The recent book – Too Big to Fail - by Andrew Ross Sorkin of New York Times gave a detailed and vivid account of the meltdown and rescues of the whole financial system by Federal Government. The book is a Who’s Who of the financial world from Government officials including Ben Bernanke (Federal Reserve Chairman), Hank Paulson (former Treasury Secretary), Tim Geithner (former President of NY Federal Reserve Bank and current Treasury Secretary) to Wall Street powers then including Dick Fuld Jr. (Lehman Brothers), John Thain (Meril Lynch), John Mack (Morgan Stanley), Lloyd Blankfein (Goldman Sachs), Jamie Dimon (JP Morgan Chase), Vikram Pandit (Citigroup), Ken Lewis (Bank of America), et.al.   The high drama couldn’t have been crafted by any reality show as so many strong characters collided in such a small space and time as co-competitors and frenemies.  For the corporate CEOs, they did share one thing in common that is to save themselves and their egos; it is clear they can’t separate it easily from their companies and stake holders. For the government officials, they were convinced that the American financial system, thus the whole economic system, is on the brink of a colossal failure and they were determined to do whatever they could to prevent the second Great Depression from happening.

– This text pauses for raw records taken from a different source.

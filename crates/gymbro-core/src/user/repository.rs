//! User repository trait.
//!
//! Covers the slice of the user store the session engine touches: the
//! "currently working out" flag and the per-exercise personal records.

use super::model::Max;
use crate::error::Result;
use async_trait::async_trait;

/// An abstract repository for user workout state.
///
/// # Implementation Notes
///
/// Implementations must be safe for concurrent use. `upsert_max` replaces
/// any stored value for the same `(user_id, exercise_id)` pair; the
/// improvement check is the caller's responsibility.
#[async_trait]
pub trait UserRepository: Send + Sync {
    /// Sets the "currently active" flag.
    async fn set_active(&self, user_id: &str, active: bool) -> Result<()>;

    /// Reads the "currently active" flag. Unknown users are inactive.
    async fn is_active(&self, user_id: &str) -> Result<bool>;

    /// Finds the stored max for one exercise.
    ///
    /// # Returns
    ///
    /// - `Ok(Some(Max))`: Max found
    /// - `Ok(None)`: The user never logged this exercise
    /// - `Err(_)`: Store failure
    async fn find_max(&self, user_id: &str, exercise_id: i64) -> Result<Option<Max>>;

    /// Lists every stored max for the user (empty when none).
    async fn list_maxes(&self, user_id: &str) -> Result<Vec<Max>>;

    /// Inserts or replaces a max.
    async fn upsert_max(&self, max: &Max) -> Result<()>;
}
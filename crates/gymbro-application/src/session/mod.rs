//! Session application services.
//!
//! This module contains the workout session use cases, the end-of-session
//! reconciliation, and the read-modify-write helper they share.

mod reconcile;
mod service;
mod updater;

pub use reconcile::{EndedWorkout, SessionReconciler};
pub use service::WorkoutSessionService;
pub use updater::{MAX_UPDATE_ATTEMPTS, SealOutcome, SessionUpdater};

The saga is far from being over.  For one, the economy is still very weak and we are certainly not out of the woods yet.  Perhaps more importantly, the structural issues remain including badly needed regulatory reforms.  A key consideration for the massive bailouts of financial institutions of over 1.4 trillion dollars since Sept 2008 was the concern of “too big to fail” that few big banks’ failure will take the Main Street down.  Now there are even fewer large banks compared to pre-Sept 2008.  Will the big banks be broken up and how?  Will the congress repeal the Gramm–Leach–Bliley Act of 1999 that repealed the Glass–Steagall Act which was created in the wake of the Stock Market Crash of 1929 to prohibit banks from both accepting deposits and underwriting securities?  What else are needed?  In the midst of all these, Supreme Court recently delivered a sharply divided and controversial ruling on campaign finance that allows unlimited political contribution by corporations and organizations (such as labor unions and lobbyist) which would further diminish the influence of independent individual. 

Wall Street serves an extremely important function in our capitalistic society.  By the very nature of capitalism, there needs to be an effective mechanism by which capitals are raised and concentrated, and efficiently moved and utilized.  There is nothing wrong to have investment banks address corporate financial needs.  There is nothing wrong to have banks issuing home mortgage loans, leveraging its depositors’ savings.  What is off putting is the “financial products” and security papers/derivatives that were “engineered” and traded out of thin air and human greed and ignorance.  One has to be impressed with the creativities of those financial magicians; risk is no longer a bad thing and liability.  It can actually be divided, bundled, insured, and traded at a dollar value, when all it does is to build a bigger domino as these spread risk is still the same one coherent risk and act in unison (that ultimately brought down the house). 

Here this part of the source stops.